Defending Western Movie Values

I am beginning to lose track of who is posturing about what. In his most recent Wall Street Journal op-ed, Anders Fogh Rasmussen, Secretary General of NATO present a breathtaking and head-spinning re-interpretation of the history of the last twenty-five years:

With Russia, the North Atlantic Treaty Organization has tried long and hard to build a partnership that respects Russia’s security concerns and is based on international rules and norms. Regrettably, Russia has rejected our efforts to engage. Russia has trampled on all the rules and commitments that have kept peace in Europe and beyond since the end of the Cold War. It is now clear that Russia regards the West as an adversary, not a partner.

Handsome is as handsome does. I note that SG Rasmussen does not present a single instance of NATO having extended the hand of peace to Russia. Russians can offer dozens of examples of having been snubbed, dismissed, and opposed. Both of the examples SG Rasmussen presents, Ukraine and Syria, are cases in point.

In the Russian view the democratically-elected (and pro-Russian) government of Ukraine was overthrown in a violent coup by a group of right-wing Ukrainian nationalists with the support and/or connivance of the West. In the case of Syria could ISIS have risen there in the absence of Western support for forces opposing Assad (of which ISIS was one) or the support of Western allies? The Russians have been warning of exactly the outcome we’ve seen since the rebellion began.

SG Rasmussen portrays the course of action he supports as the defense of Western values:

Our liberal international order—embracing freedom, democracy, the market economy, common rules and norms, and renouncing territorial conquest—has brought unprecedented peace, progress and prosperity to billions of people. This has been an historic achievement. So we must stand up with greater confidence for our principles and our values.

These values are now under threat. They cannot be taken for granted. As we approach the end of over a decade of fighting in Afghanistan, there is a temptation to turn inward. But the world will not become less dangerous just because we wish it to be. Threats will not go away just because we want to look away. We must keep a global perspective and counter isolationism and retreat.

I don’t think he’s defending Western values. I think he’s defending Western movie values. You can tell the hero from the villain because the hero wears a white hat and the villain a black one. The Russians? They’re those guys over there in black hats.

The hero rides into town, defeats the black hat-wearing bad guy, and rides out again at sunset. In most of the world’s towns it is not nearly so simple.

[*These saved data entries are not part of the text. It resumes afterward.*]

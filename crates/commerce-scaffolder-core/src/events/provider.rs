//! Commerce event provider discovery and selection

use super::client::EventsClient;
use crate::error::EventsError;

/// Provider metadata tag identifying Commerce event providers
pub const COMMERCE_PROVIDER_METADATA: &str = "dx_commerce_events";

/// A Commerce event provider with the event codes it emits
#[derive(Debug, Clone, PartialEq, Eq)]
pub struct EventProvider {
    pub id: String,
    pub label: String,
    pub instance_id: String,
    pub metadata_tag: String,
    pub event_codes: Vec<String>,
}

/// List the organization's providers tagged as Commerce event providers,
/// together with their event codes.
pub async fn find_commerce_providers<E: EventsClient>(
    client: &E,
    org_id: &str,
) -> Result<Vec<EventProvider>, EventsError> {
    let records = client.list_providers(org_id).await?;

    let mut providers = Vec::new();
    for record in records {
        if record.provider_metadata != COMMERCE_PROVIDER_METADATA {
            continue;
        }

        let event_codes = client
            .event_metadata(&record.id)
            .await?
            .into_iter()
            .map(|meta| meta.event_code)
            .collect();

        providers.push(EventProvider {
            id: record.id,
            label: record.label,
            instance_id: record.instance_id.unwrap_or_default(),
            metadata_tag: record.provider_metadata,
            event_codes,
        });
    }

    Ok(providers)
}

/// Provider list cached for the lifetime of one wizard session.
///
/// An empty result is not cached so a later attempt can pick up providers
/// created in the meantime.
#[derive(Debug, Default)]
pub struct ProviderCache {
    providers: Option<Vec<EventProvider>>,
}

impl ProviderCache {
    pub fn new() -> Self {
        Self::default()
    }

    /// Return the cached providers, fetching them first if needed
    pub async fn get_or_fetch<E: EventsClient>(
        &mut self,
        client: &E,
        org_id: &str,
    ) -> Result<&[EventProvider], EventsError> {
        let cached = self.providers.as_ref().is_some_and(|p| !p.is_empty());
        if cached {
            tracing::debug!("Using cached Commerce event providers");
        } else {
            self.providers = Some(find_commerce_providers(client, org_id).await?);
        }
        Ok(self.providers.as_deref().unwrap_or_default())
    }
}

/// Resolve a provider list to exactly one provider.
///
/// A single provider is returned without asking. With several, `choose` is
/// given the list and must return the id of the chosen provider; selection is
/// by id so duplicate labels stay unambiguous.
pub fn select_provider<F>(providers: &[EventProvider], choose: F) -> anyhow::Result<EventProvider>
where
    F: FnOnce(&[EventProvider]) -> anyhow::Result<String>,
{
    match providers {
        [] => Err(EventsError::NoProvidersAvailable.into()),
        [only] => {
            tracing::debug!("There is a single matching event provider found for event");
            Ok(only.clone())
        }
        _ => {
            let provider_id = choose(providers)?;
            providers
                .iter()
                .find(|p| p.id == provider_id)
                .cloned()
                .ok_or_else(|| EventsError::UnknownProvider { provider_id }.into())
        }
    }
}
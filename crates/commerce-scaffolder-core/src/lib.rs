//! Commerce Scaffolder Core - Shared library for the Commerce events scaffolding CLI
//!
//! This library asks a developer which Adobe Commerce events an App Builder
//! extension should listen to, records the answers in an extension manifest
//! and generates the runtime action skeleton from it.
//!
//! # Architecture
//!
//! The library is organized into layers:
//!
//! - **Layer 1: Core Operations** - store configuration check, I/O Events
//!   lookups, action name allocation, manifest merging and file generation
//! - **Layer 2: Workflow Orchestration** - `ProductConfig` trait and the
//!   `Wizard` pipeline driven through the `WizardPrompts` seam
//! - **Layer 3: CLI/TUI Interface** - Optional cliclack-based prompts (feature-gated)
//!
//! # Feature Flags
//!
//! - `tui` (default): Enables the cliclack-based TUI prompts module
//!
//! # Example Usage (without TUI)
//!
//! ```ignore
//! use commerce_scaffolder_core::{naming::NamingState, manifest::ProjectManifest};
//!
//! let manifest = ProjectManifest::load(Path::new("extension-manifest.json"))?;
//! let naming = NamingState::seeded(manifest.action_names());
//! let proposal = naming.propose("order-created", &manifest.action_names());
//! println!("default action name: {}", proposal.name);
//! ```

pub mod commerce;
pub mod config;
pub mod error;
pub mod events;
pub mod manifest;
pub mod naming;
pub mod plugin;
pub mod product;
pub mod scaffold;
pub mod version;
pub mod wizard;

#[cfg(feature = "tui")]
pub mod tui;

#[cfg(test)]
pub(crate) mod test_support;

// Re-export main types for convenience
pub use commerce::{ConfigCheckOutcome, ConfigChecker};
pub use error::{CheckInputError, ConfigError, EventsError, ManifestError};
pub use events::{EventMetadata, EventProvider, EventsClient, HttpEventsClient};
pub use manifest::{ActionManifestEntry, ProjectManifest};
pub use naming::NamingState;
pub use plugin::{AioPluginInstaller, PluginInstaller};
pub use product::ProductConfig;
pub use wizard::{Wizard, WizardPrompts};

#[cfg(feature = "tui")]
pub use tui::run;

/// CLI version fallback; each binary passes its own
pub const DEFAULT_CLI_VERSION: &str = "0.1.0";
//! Run-scoped wizard state

use crate::events::ProviderCache;
use crate::manifest::ProjectManifest;
use crate::naming::NamingState;

/// State owned by one wizard run: name allocation bookkeeping and the
/// provider cache. Consumed by the finalize stage, never persisted.
#[derive(Debug, Default)]
pub struct Session {
    pub(crate) naming: NamingState,
    pub(crate) providers: ProviderCache,
}

impl Session {
    /// Start a session for `manifest`, treating its action names as taken
    pub fn start(manifest: &ProjectManifest) -> Self {
        Self {
            naming: NamingState::seeded(manifest.action_names()),
            providers: ProviderCache::new(),
        }
    }

    pub fn naming(&self) -> &NamingState {
        &self.naming
    }
}

#[cfg(test)]
mod tests {
    use super::*;
    use crate::manifest::ActionManifestEntry;

    #[test]
    fn test_session_is_seeded_with_manifest_names() {
        let mut manifest = ProjectManifest::default();
        manifest
            .merge(ActionManifestEntry::new("order-created", "p", vec!["c".into()]))
            .unwrap();

        let session = Session::start(&manifest);
        assert!(session.naming().is_seen("order-created"));
        assert!(!session.naming().is_seen("generic"));
    }
}
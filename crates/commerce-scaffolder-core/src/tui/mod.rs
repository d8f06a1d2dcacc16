//! CLI prompts using cliclack (Charm-style inline prompts)
//!
//! This module is optional and only available when the `tui` feature is enabled.

#[cfg(feature = "tui")]
mod prompts;

#[cfg(feature = "tui")]
pub use prompts::{run, CliclackPrompts, CreateArgs};
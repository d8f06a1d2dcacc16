//! Commerce store integration
//!
//! Verifies that a Commerce instance is wired to Adobe I/O Events before
//! its configured event provider is used.

pub mod check;

pub use check::{
    validate_access_token, validate_store_url, ConfigCheckOutcome, ConfigChecker,
    CHECK_CONFIGURATION_ENDPOINT,
};
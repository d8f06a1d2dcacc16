//! commerce-events CLI - Scaffolding for Adobe Commerce event-driven extensions

use anyhow::Result;
use clap::{Parser, Subcommand};
use commerce_scaffolder_core::tui::CreateArgs;
use commerce_scaffolder_core::ProductConfig;
use std::path::PathBuf;

/// CLI version
pub const CLI_VERSION: &str = env!("CARGO_PKG_VERSION");

/// Commerce events product configuration
#[derive(Clone)]
pub struct CommerceEventsConfig;

impl ProductConfig for CommerceEventsConfig {
    fn name(&self) -> &'static str {
        "commerce-events"
    }

    fn display_name(&self) -> &'static str {
        "Commerce Events Extension"
    }

    fn overview(&self) -> &'static str {
        "* You have the option to generate boilerplate code for listening and acting on Commerce events.\n\
         * You can add the Commerce event listeners that you are interested in two ways:\n\
         \x20   -> Connect to your Adobe Commerce instance and select available events.\n\
         \x20   -> Choose one of the Commerce event providers available in your organization.\n\
         * You can install an optional plugin extension to enable App Builder webhook auto subscriptions.\n\
         * You can get help regarding documentation at any time from the menu.\n\
         * You can check out a sample demo project.\n\
         * An App Builder project will be created with Node.js packages pre-configured."
    }

    fn docs_url(&self) -> &'static str {
        "https://developer.adobe.com/commerce/events/get-started/"
    }

    fn commerce_integration_doc_url(&self) -> &'static str {
        "https://docs.magento.com/user-guide/system/integrations.html"
    }

    fn commerce_configuration_doc_url(&self) -> &'static str {
        "https://developer.adobe.com/commerce/events/get-started/configure-commerce/"
    }

    fn default_events_api_url(&self) -> &'static str {
        "https://api.adobe.io/events"
    }

    fn events_api_url_env(&self) -> &'static str {
        "AIO_EVENTS_API_URL"
    }

    fn plugin_name(&self) -> &'static str {
        "@adobe/aio-cli-plugin-extension"
    }

    fn plugin_overview(&self) -> &'static str {
        "@adobe/aio-cli-plugin-extension subscribes your deployed runtime actions to the \
         Commerce events listed in app.config.yaml during `aio app deploy`, and removes \
         those subscriptions on `aio app undeploy`."
    }

    fn next_steps(&self) -> Vec<String> {
        vec![
            "Populate your local environment variables in the \".env\" file.".to_string(),
            "You can add your preferred event provider id in the \".env\" file to simplify extension deployment.".to_string(),
            "You can modify the event codes in the \"app.config.yaml\" file.".to_string(),
            "You can use `aio app run` or `aio app deploy` to see the sample code files in action.".to_string(),
        ]
    }

    fn cli_description(&self) -> &'static str {
        "CLI for scaffolding Adobe Commerce event-driven extensions"
    }
}

#[derive(Parser, Debug)]
#[command(name = "commerce-events")]
#[command(about = "CLI for scaffolding Adobe Commerce event-driven extensions")]
#[command(version)]
pub struct Args {
    /// Enable debug logging
    #[arg(short, long, global = true)]
    pub verbose: bool,

    #[command(subcommand)]
    pub command: Option<Command>,
}

#[derive(Subcommand, Debug)]
pub enum Command {
    /// Create or extend a Commerce events extension project
    Create(CliCreateArgs),
}

#[derive(Parser, Debug)]
pub struct CliCreateArgs {
    /// Project folder (defaults to the current directory)
    #[arg(short, long = "dest-folder")]
    pub dest_folder: Option<PathBuf>,

    /// Generate from the existing extension manifest without asking anything
    #[arg(long = "skip-prompt")]
    pub skip_prompt: bool,

    /// Generate from this extension manifest instead of running the wizard (for development use)
    #[arg(long = "extension-manifest")]
    pub extension_manifest: Option<PathBuf>,
}

impl From<CliCreateArgs> for CreateArgs {
    fn from(args: CliCreateArgs) -> Self {
        CreateArgs {
            dest_folder: args.dest_folder,
            skip_prompt: args.skip_prompt,
            extension_manifest: args.extension_manifest,
        }
    }
}

fn init_tracing(verbose: bool) {
    let level = if verbose {
        tracing::Level::DEBUG
    } else {
        tracing::Level::WARN
    };

    tracing_subscriber::fmt()
        .with_env_filter(
            tracing_subscriber::EnvFilter::from_default_env().add_directive(level.into()),
        )
        .with_writer(std::io::stderr)
        .init();
}

#[tokio::main]
async fn main() -> Result<()> {
    // Ensure terminal cursor is restored on panic
    let default_panic = std::panic::take_hook();
    std::panic::set_hook(Box::new(move |info| {
        let _ = console::Term::stderr().show_cursor();
        default_panic(info);
    }));

    // Handle Ctrl+C gracefully
    ctrlc::set_handler(move || {
        let _ = console::Term::stderr().show_cursor();
        std::process::exit(130);
    })
    .ok();

    let args = Args::parse();
    init_tracing(args.verbose);
    let config = CommerceEventsConfig;

    let create_args = match args.command {
        Some(Command::Create(create_args)) => create_args.into(),
        // No subcommand provided, default to create behavior (interactive mode)
        None => CreateArgs::default(),
    };

    let result = commerce_scaffolder_core::run(&config, create_args, CLI_VERSION).await;

    // Ensure cursor is visible on normal exit
    let _ = console::Term::stderr().show_cursor();

    result
}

Once having ridden in we can’t simply ride out again, at least not without leaving chaos in our wake.

We need to learn that riding into town implies that we’ll be willing to stay indefinitely regardless of cost in lives or money. High Noon is the reality, not the Lone Ranger. I just don’t see us as willing to bear those costs.

4 comments… add one
  • steve Link

    “We need to learn that riding into town implies that we’ll be willing to stay indefinitely regardless of cost in lives or money.”

    No one has ever done this. I think, rather, that we should always hesitate to invade another country, understanding we have real limits in what we can accomplish. However, I don’t see how committing the sunk cost fallacy will make things better. I also still think that we aren’t going to be getting too many of those all out, all in wars that are much easier to support or oppose.

    Steve

  • I think, rather, that we should always hesitate to invade another country, understanding we have real limits in what we can accomplish.

    Not only invade. Invade, bomb, or take sides in a civil war. The fantasy is that we can escape the consequences of involvement.

  • ... Link

    You forgot to mention all the economic “help” Bush I and Clinton provided the former Soviet Union in it’s quest to become a market economy. That help was in the form of famous economists who showed the new rulers how to loot the country anew.

    Really, Americans have no business moralizing to Russians at this point in time. It’s simply in bad taste.

  • TastyBits Link

    There are always threats global and domestic. Each person chooses which threats to see and which threats not to see.

    Most of this is nonsense to make the writer and his/her readers feel better about themselves. He is saving humanity, civilization, etc. It is usually a very simple because they only wade into very distinct conflicts. The messy conflicts are left on the side.

    While the rebels were good and Assad was bad, Syria was easy, but as soon as it turned messy, it was no longer news. It is the same thing with Libya. Who is winning, and who is losing in Libya? Who cares? We cannot tell who the good guys are anymore.

    As soon as everybody realizes that ISIS is not quite as simple as it seems, it will fade from the news. It will have turned into a big mess by then, but no matter, the idiots who get us into these messes will have moved on. Turkey backs ISIS. Jordan and Saudi Arabia are sympathetic and/or back ISIS. The US partners against ISIS are Assad, Iran, and Hezbollah, and that is the Dummy’s Guide to the ISIS Crisis.

    Now that Libya is a mess, what does SG Rasmussen proposes to do about it, or has he moved on to the next place to create a mess?